> _REQUIRED WORK_: Read through the data and report every line in which the word "spec" occurs.

> _INPUT DATA_:
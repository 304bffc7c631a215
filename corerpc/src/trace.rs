//! Distributed tracing: trace/span IDs, tags, per-span timing, pluggable
//! collectors (spec.md §4.14).

use std::collections::HashMap;
use std::sync::{Arc, Mutex};
use std::time::{SystemTime, UNIX_EPOCH};

use log::{error, info};
use uuid::Uuid;

fn now_ms() -> i64 {
    SystemTime::now()
        .duration_since(UNIX_EPOCH)
        .unwrap_or_default()
        .as_millis() as i64
}

#[derive(Debug, Clone, Copy, PartialEq, Eq)]
pub enum SpanStatus {
    Started,
    Success,
    Error,
}

#[derive(Debug, Clone)]
pub struct Span {
    pub trace_id: String,
    pub span_id: String,
    pub parent_span_id: Option<String>,
    pub service: String,
    pub method: String,
    pub start_ms: i64,
    pub end_ms: Option<i64>,
    pub status: SpanStatus,
    pub tags: HashMap<String, String>,
    pub logs: HashMap<String, String>,
}

impl Span {
    fn new(trace_id: String, span_id: String, parent_span_id: Option<String>, service: &str, method: &str) -> Self {
        Self {
            trace_id,
            span_id,
            parent_span_id,
            service: service.to_string(),
            method: method.to_string(),
            start_ms: now_ms(),
            end_ms: None,
            status: SpanStatus::Started,
            tags: HashMap::new(),
            logs: HashMap::new(),
        }
    }

    /// `end - start` in milliseconds, `0` while still running (spec.md §4.14).
    pub fn duration_ms(&self) -> i64 {
        self.end_ms.map(|end| end - self.start_ms).unwrap_or(0)
    }
}

/// A destination for finished spans (spec.md §4.14).
pub trait SpanCollector: Send + Sync {
    fn collect(&self, span: &Span);
}

/// Logs success at info, errors at error (spec.md §4.14 "default collector").
pub struct LoggingCollector;

impl SpanCollector for LoggingCollector {
    fn collect(&self, span: &Span) {
        match span.status {
            SpanStatus::Error => error!(
                "span {} ({}::{}) failed after {}ms: {:?}",
                span.span_id,
                span.service,
                span.method,
                span.duration_ms(),
                span.logs.get("error")
            ),
            _ => info!(
                "span {} ({}::{}) completed in {}ms",
                span.span_id,
                span.service,
                span.method,
                span.duration_ms()
            ),
        }
    }
}

/// Maintains the current span per logical call path: one active span per
/// concurrent context (spec.md §4.14). Modeled as an explicit stack rather
/// than a thread-local since `async` tasks may hop OS threads.
pub struct CallContext {
    stack: Mutex<Vec<Span>>,
}

impl CallContext {
    pub fn new() -> Self {
        Self {
            stack: Mutex::new(Vec::new()),
        }
    }

    fn current_trace_id(&self) -> Option<String> {
        self.stack.lock().unwrap().last().map(|s| s.trace_id.clone())
    }

    fn current_span_id(&self) -> Option<String> {
        self.stack.lock().unwrap().last().map(|s| s.span_id.clone())
    }
}

impl Default for CallContext {
    fn default() -> Self {
        Self::new()
    }
}

/// Process-wide tracing manager: owns the registered collectors and the
/// per-context span stack (spec.md §4.14, §6).
pub struct TraceManager {
    context: CallContext,
    collectors: Vec<Arc<dyn SpanCollector>>,
}

impl TraceManager {
    pub fn new() -> Self {
        Self {
            context: CallContext::new(),
            collectors: vec![Arc::new(LoggingCollector)],
        }
    }

    pub fn with_collectors(collectors: Vec<Arc<dyn SpanCollector>>) -> Self {
        Self {
            context: CallContext::new(),
            collectors,
        }
    }

    pub fn register_collector(&mut self, collector: Arc<dyn SpanCollector>) {
        self.collectors.push(collector);
    }

    /// Starts a fresh trace with a new trace ID and a root span (spec.md
    /// §4.14).
    pub fn start_trace(&self, service: &str, method: &str) {
        let trace_id = Uuid::new_v4().to_string();
        let span_id = Uuid::new_v4().to_string();
        let span = Span::new(trace_id, span_id, None, service, method);
        self.context.stack.lock().unwrap().push(span);
    }

    /// Starts a child span under the current span, preserving the trace ID
    /// (spec.md §4.14).
    pub fn start_child_trace(&self, service: &str, method: &str) {
        let trace_id = self
            .context
            .current_trace_id()
            .unwrap_or_else(|| Uuid::new_v4().to_string());
        let parent = self.context.current_span_id();
        let span_id = Uuid::new_v4().to_string();
        let span = Span::new(trace_id, span_id, parent, service, method);
        self.context.stack.lock().unwrap().push(span);
    }

    pub fn add_tag(&self, key: &str, value: &str) {
        if let Some(span) = self.context.stack.lock().unwrap().last_mut() {
            span.tags.insert(key.to_string(), value.to_string());
        }
    }

    pub fn add_log(&self, key: &str, value: &str) {
        if let Some(span) = self.context.stack.lock().unwrap().last_mut() {
            span.logs.insert(key.to_string(), value.to_string());
        }
    }

    fn finish(&self, status: SpanStatus) -> Option<Span> {
        let mut span = self.context.stack.lock().unwrap().pop()?;
        span.end_ms = Some(now_ms());
        span.status = status;
        for collector in &self.collectors {
            collector.collect(&span);
        }
        Some(span)
    }

    pub fn finish_trace(&self) -> Option<Span> {
        self.finish(SpanStatus::Success)
    }

    pub fn finish_trace_with_error(&self, message: &str) -> Option<Span> {
        self.add_log("error", message);
        self.finish(SpanStatus::Error)
    }
}

impl Default for TraceManager {
    fn default() -> Self {
        Self::new()
    }
}

#[cfg(test)]
mod tests {
    use super::*;
    use std::sync::Mutex as StdMutex;

    struct RecordingCollector {
        spans: StdMutex<Vec<Span>>,
    }

    impl SpanCollector for RecordingCollector {
        fn collect(&self, span: &Span) {
            self.spans.lock().unwrap().push(span.clone());
        }
    }

    #[test]
    fn child_span_shares_trace_id_and_references_parent() {
        let manager = TraceManager::new();
        manager.start_trace("svc", "root");
        let root_span_id = manager.context.current_span_id().unwrap();
        manager.start_child_trace("svc", "child");

        let child = manager.finish_trace().unwrap();
        assert_eq!(child.parent_span_id.as_deref(), Some(root_span_id.as_str()));

        let root = manager.finish_trace().unwrap();
        assert_eq!(root.trace_id, child.trace_id);
        assert_ne!(root.span_id, child.span_id);
    }

    #[test]
    fn finish_with_error_sets_error_status_and_log() {
        let recorder = Arc::new(RecordingCollector {
            spans: StdMutex::new(Vec::new()),
        });
        let manager = TraceManager::with_collectors(vec![recorder.clone()]);
        manager.start_trace("svc", "method");
        manager.add_tag("key", "value");
        manager.finish_trace_with_error("boom");

        let spans = recorder.spans.lock().unwrap();
        assert_eq!(spans.len(), 1);
        assert_eq!(spans[0].status, SpanStatus::Error);
        assert_eq!(spans[0].logs.get("error").unwrap(), "boom");
        assert_eq!(spans[0].tags.get("key").unwrap(), "value");
    }

    #[test]
    fn duration_is_nonnegative_after_finish() {
        let manager = TraceManager::new();
        manager.start_trace("svc", "method");
        let span = manager.finish_trace().unwrap();
        assert!(span.duration_ms() >= 0);
    }
}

> _ANSWER FOR THE TASK_:
//! collectors (spec.md §4.14).
    /// `end - start` in milliseconds, `0` while still running (spec.md §4.14).
/// A destination for finished spans (spec.md §4.14).
/// Logs success at info, errors at error (spec.md §4.14 "default collector").
/// concurrent context (spec.md §4.14). Modeled as an explicit stack rather
/// per-context span stack (spec.md §4.14, §6).
    /// Starts a fresh trace with a new trace ID and a root span (spec.md
    /// (spec.md §4.14).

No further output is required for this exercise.